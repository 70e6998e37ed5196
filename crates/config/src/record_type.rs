//! Record type configuration
//!
//! A record type declares, per trigger mode, three ordered hook lists, one
//! per phase. Hook descriptors name a registered behavior by id and carry an
//! opaque options object that is handed to the hook verbatim.
//!
//! Wire field names keep the original camelCase (`onCreate`, `postSync`,
//! `function`) so existing configuration carries over unchanged.

use crate::Result;
use serde::{Deserialize, Serialize};
use serde_json::Value;
use std::fmt;

/// Configuration for one record type
#[derive(Debug, Clone, Default, Serialize, Deserialize)]
#[serde(default)]
pub struct RecordType {
    /// Record type name, referenced from `metaMetadata.type`
    pub name: String,

    /// Hook lists per trigger mode
    pub hooks: TriggerHooks,
}

impl RecordType {
    /// Parse a record type from TOML text
    pub fn from_toml_str(raw: &str) -> Result<Self> {
        Ok(toml::from_str(raw)?)
    }

    /// Parse a record type from a JSON value
    pub fn from_json(raw: Value) -> Result<Self> {
        Ok(serde_json::from_value(raw)?)
    }

    /// The hook set configured for `mode`
    pub fn hooks_for(&self, mode: TriggerMode) -> &HookSet {
        match mode {
            TriggerMode::OnCreate => &self.hooks.on_create,
            TriggerMode::OnUpdate => &self.hooks.on_update,
        }
    }

    /// Iterate every descriptor in every mode and phase
    pub fn all_descriptors(&self) -> impl Iterator<Item = &HookDescriptor> {
        [&self.hooks.on_create, &self.hooks.on_update]
            .into_iter()
            .flat_map(|set| {
                set.pre
                    .iter()
                    .chain(set.post_sync.iter())
                    .chain(set.post.iter())
            })
    }
}

/// Hook lists keyed by trigger mode
#[derive(Debug, Clone, Default, Serialize, Deserialize)]
#[serde(default)]
pub struct TriggerHooks {
    /// Hooks run when a record is created
    #[serde(rename = "onCreate")]
    pub on_create: HookSet,

    /// Hooks run when a record is updated
    #[serde(rename = "onUpdate")]
    pub on_update: HookSet,
}

/// Ordered hook lists for the three phases of one trigger mode
#[derive(Debug, Clone, Default, Serialize, Deserialize)]
#[serde(default)]
pub struct HookSet {
    /// Run synchronously before the save; each hook's output record feeds the next
    pub pre: Vec<HookDescriptor>,

    /// Run synchronously after the save, threading an accumulating response
    #[serde(rename = "postSync")]
    pub post_sync: Vec<HookDescriptor>,

    /// Launched after the save without blocking the caller
    pub post: Vec<HookDescriptor>,
}

impl HookSet {
    /// The descriptor list for `phase`
    pub fn phase(&self, phase: Phase) -> &[HookDescriptor] {
        match phase {
            Phase::Pre => &self.pre,
            Phase::PostSync => &self.post_sync,
            Phase::Post => &self.post,
        }
    }

    /// True when no phase has any hooks
    pub fn is_empty(&self) -> bool {
        self.pre.is_empty() && self.post_sync.is_empty() && self.post.is_empty()
    }
}

/// One configured hook invocation
#[derive(Debug, Clone, Serialize, Deserialize)]
pub struct HookDescriptor {
    /// Identifier of a registered hook behavior
    #[serde(rename = "function", alias = "functionId")]
    pub function_id: String,

    /// Options passed verbatim to the hook
    #[serde(default = "empty_options")]
    pub options: Value,
}

fn empty_options() -> Value {
    Value::Object(serde_json::Map::new())
}

impl HookDescriptor {
    /// Create a descriptor with empty options
    pub fn new(function_id: impl Into<String>) -> Self {
        Self {
            function_id: function_id.into(),
            options: empty_options(),
        }
    }

    /// Create a descriptor with the given options
    pub fn with_options(function_id: impl Into<String>, options: Value) -> Self {
        Self {
            function_id: function_id.into(),
            options,
        }
    }
}

/// Lifecycle event kind selecting a hook set
#[derive(Debug, Clone, Copy, PartialEq, Eq, Serialize, Deserialize)]
pub enum TriggerMode {
    /// Record creation
    #[serde(rename = "onCreate")]
    OnCreate,
    /// Record update
    #[serde(rename = "onUpdate")]
    OnUpdate,
}

impl TriggerMode {
    /// The configuration key for this mode
    pub fn name(self) -> &'static str {
        match self {
            TriggerMode::OnCreate => "onCreate",
            TriggerMode::OnUpdate => "onUpdate",
        }
    }
}

impl fmt::Display for TriggerMode {
    fn fmt(&self, f: &mut fmt::Formatter<'_>) -> fmt::Result {
        f.write_str(self.name())
    }
}

/// Execution phase within a trigger mode
#[derive(Debug, Clone, Copy, PartialEq, Eq, Serialize, Deserialize)]
pub enum Phase {
    /// Sequential, record-threading, failures abort the save
    #[serde(rename = "pre")]
    Pre,
    /// Sequential, response-threading, failures abort the request
    #[serde(rename = "postSync")]
    PostSync,
    /// Fire-and-forget, failures are logged only
    #[serde(rename = "post")]
    Post,
}

impl Phase {
    /// The configuration key for this phase
    pub fn name(self) -> &'static str {
        match self {
            Phase::Pre => "pre",
            Phase::PostSync => "postSync",
            Phase::Post => "post",
        }
    }
}

impl fmt::Display for Phase {
    fn fmt(&self, f: &mut fmt::Formatter<'_>) -> fmt::Result {
        f.write_str(self.name())
    }
}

### What you need to do
When a line of the data above holds the string "lists", count it, and reply with the resulting number only.

### Exercise solution
4